Schlüsselkennzahlen: Spitzeneffizienz (%); Effizienz bei 30%, 60%, Und 100% Nennlast; Wirkungsgradunterschied zwischen Nenn- und Mindestspannung.

6. Vibrationen und Lärm im Lagerbetrieb

Gabelstapler werden in lärmempfindlichen Umgebungen eingesetzt – in der Lebensmittelproduktion, Arzneimittel, Kühllager. Beim Motor-NVH-Test wird der tatsächliche Drehzahl-/Drehmomentzyklus eines Lagerbetriebsprofils angewendet und gleichzeitig der Schalldruckpegel gemessen 1 Meter (dB(A)) und Vibrationen am Motorgehäuse. Rastmoment und Kommutierungsoberschwingungen bei niedriger Geschwindigkeit sind besonders wichtig für elektrische Schubmaststapler, bei denen Vibrationen zu einer Instabilität der Palette in der Höhe führen.

Schlüsselkennzahlen: A-bewerteter Schalldruckpegel (dB(A)) im Nennbetriebspunkt, Schwingungsgeschwindigkeit (mm/s RMS) an der Montagefläche des Motors, Rastmomentamplitude (% von bewertet).

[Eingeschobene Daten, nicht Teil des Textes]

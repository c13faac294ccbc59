use super::{coverage, unsigned, Entry, Span};
use crate::layout::PageKind;

pub const KIND: PageKind = PageKind::Workload;

const BY_LBA: &[Span] = &[Span::Fields { offset: 13, len: 8 }];
const BY_XFER: &[Span] = &[Span::Fields { offset: 21, len: 8 }];
const QUEUE_BINS: &[Span] = &[Span::Fields { offset: 29, len: 8 }];
const XFER_BINS: &[Span] = &[Span::Fields { offset: 37, len: 8 }];

pub const ITEMS: &[Entry] = &[
    unsigned("Rated Workload (%)", 2),
    unsigned("Total # of Read Commands", 3),
    unsigned("Total # of Write Commands", 4),
    unsigned("Total # of Random Read Commands", 5),
    unsigned("Total # of Random Write Commands", 6),
    unsigned("Total # of Other Commands", 7),
    unsigned("LBAs Written", 8),
    unsigned("LBAs Read", 9),
    unsigned("# of Dither events in power cycle", 10),
    unsigned("# of Dither events in power cycle, Actuator 1", 45),
    unsigned("# dither pause - random workloads in power cycle", 11),
    unsigned(
        "# dither pause - random workloads in power cycle, Actuator 1",
        46,
    ),
    unsigned("# dither pause - sequential workloads in power cycle", 12),
    unsigned(
        "# dither pause - sequential workloads in power cycle, Actuator 1",
        47,
    ),
    unsigned("# of read commands between 0-3.125% LBA space", 13),
    unsigned("# of read commands between 3.125-25% LBA space", 14),
    unsigned("# of read commands between 25-50% LBA space", 15),
    unsigned("# of read commands between 50-100% LBA space", 16),
    unsigned("# of write commands between 0-3.125% LBA space", 17),
    unsigned("# of write commands between 3.125-25% LBA space", 18),
    unsigned("# of write commands between 25-50% LBA space", 19),
    unsigned("# of write commands between 50-100% LBA space", 20),
    coverage("Time that Commands Cover (by LBA Space) (Hours)", BY_LBA),
    unsigned("# of read commands with xfer <= 16KiB", 21),
    unsigned("# of read commands with xfer 16Kib - 512KiB", 22),
    unsigned("# of read commands with xfer 512KiB - 2MiB", 23),
    unsigned("# of read commands with xfer > 2MiB", 24),
    unsigned("# of write commands with xfer <= 16KiB", 25),
    unsigned("# of write commands with xfer 16Kib - 512KiB", 26),
    unsigned("# of write commands with xfer 512KiB - 2MiB", 27),
    unsigned("# of write commands with xfer > 2MiB", 28),
    coverage("Time that Commands Cover (by xfer) (Hours)", BY_XFER),
    unsigned("Queue Depth = 1 in 30s intervals", 29),
    unsigned("Queue Depth = 2 in 30s intervals", 30),
    unsigned("Queue Depth 3-4 in 30s intervals", 31),
    unsigned("Queue Depth 5-8 in 30s intervals", 32),
    unsigned("Queue Depth 9-16 in 30s intervals", 33),
    unsigned("Queue Depth 17-32 in 30s intervals", 34),
    unsigned("Queue Depth 33-64 in 30s intervals", 35),
    unsigned("Queue Depth > 64 in 30s intervals", 36),
    coverage("Time that Queue Bins Cover (Hours)", QUEUE_BINS),
    unsigned("# of reads of xfer bin 4, last 3 SSF", 37),
    unsigned("# of reads of xfer bin 5, last 3 SSF", 38),
    unsigned("# of reads of xfer bin 6, last 3 SSF", 39),
    unsigned("# of reads of xfer bin 7, last 3 SSF", 40),
    unsigned("# of writes of xfer bin 4, last 3 SSF", 41),
    unsigned("# of writes of xfer bin 5, last 3 SSF", 42),
    unsigned("# of writes of xfer bin 6, last 3 SSF", 43),
    unsigned("# of writes of xfer bin 7, last 3 SSF", 44),
    coverage("Time that XFer Bins Cover (Hours)", XFER_BINS),
];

Was dies für Validierungsprogramme für Gabelstaplermotoren bedeutet

Ganz gleich, ob Sie ein Gabelstapler-OEM sind und einen neuen Fahrmotorlieferanten qualifizieren, Ein Vertragshersteller, der Abnahmetests am Produktionsende durchführt, oder ein batterieelektrisches Umrüstunternehmen, das ICE-Flurförderzeuge nachrüstet, Der Prüfstand muss den tatsächlichen Arbeitszyklus nachbilden – kein vereinfachtes stationäres Äquivalent. Standard-Motorenprüfstände erzeugen Drehmomente und messen den Wirkungsgrad an festgelegten Betriebspunkten. Die Validierung von Gabelstaplermotoren erfordert programmierbare Arbeitszyklusprofile, Vier-Quadranten-Dynamometer mit regenerativer Beladung, und nach IEC kalibrierte thermische Instrumente 60034-1 Wicklungstemperaturklassen.

Unsere Prüfstandplattformen für industrielle Elektrofahrzeugmotoren sind konfigurierbar 15 kW-Hubmotorvalidierung bis hin zu 250 Prüfung des schweren Gegengewichts-Traktionssystems mit kW. Wenn Sie das Spitzendrehmoment charakterisieren müssen, S3 thermisches Verhalten, oder regenerative Bremsenergierückgewinnung für eine neue Flurförderzeug-Motorenplattform, Sprechen Sie mit unserem Engineering-Team über die richtige Testkonfiguration.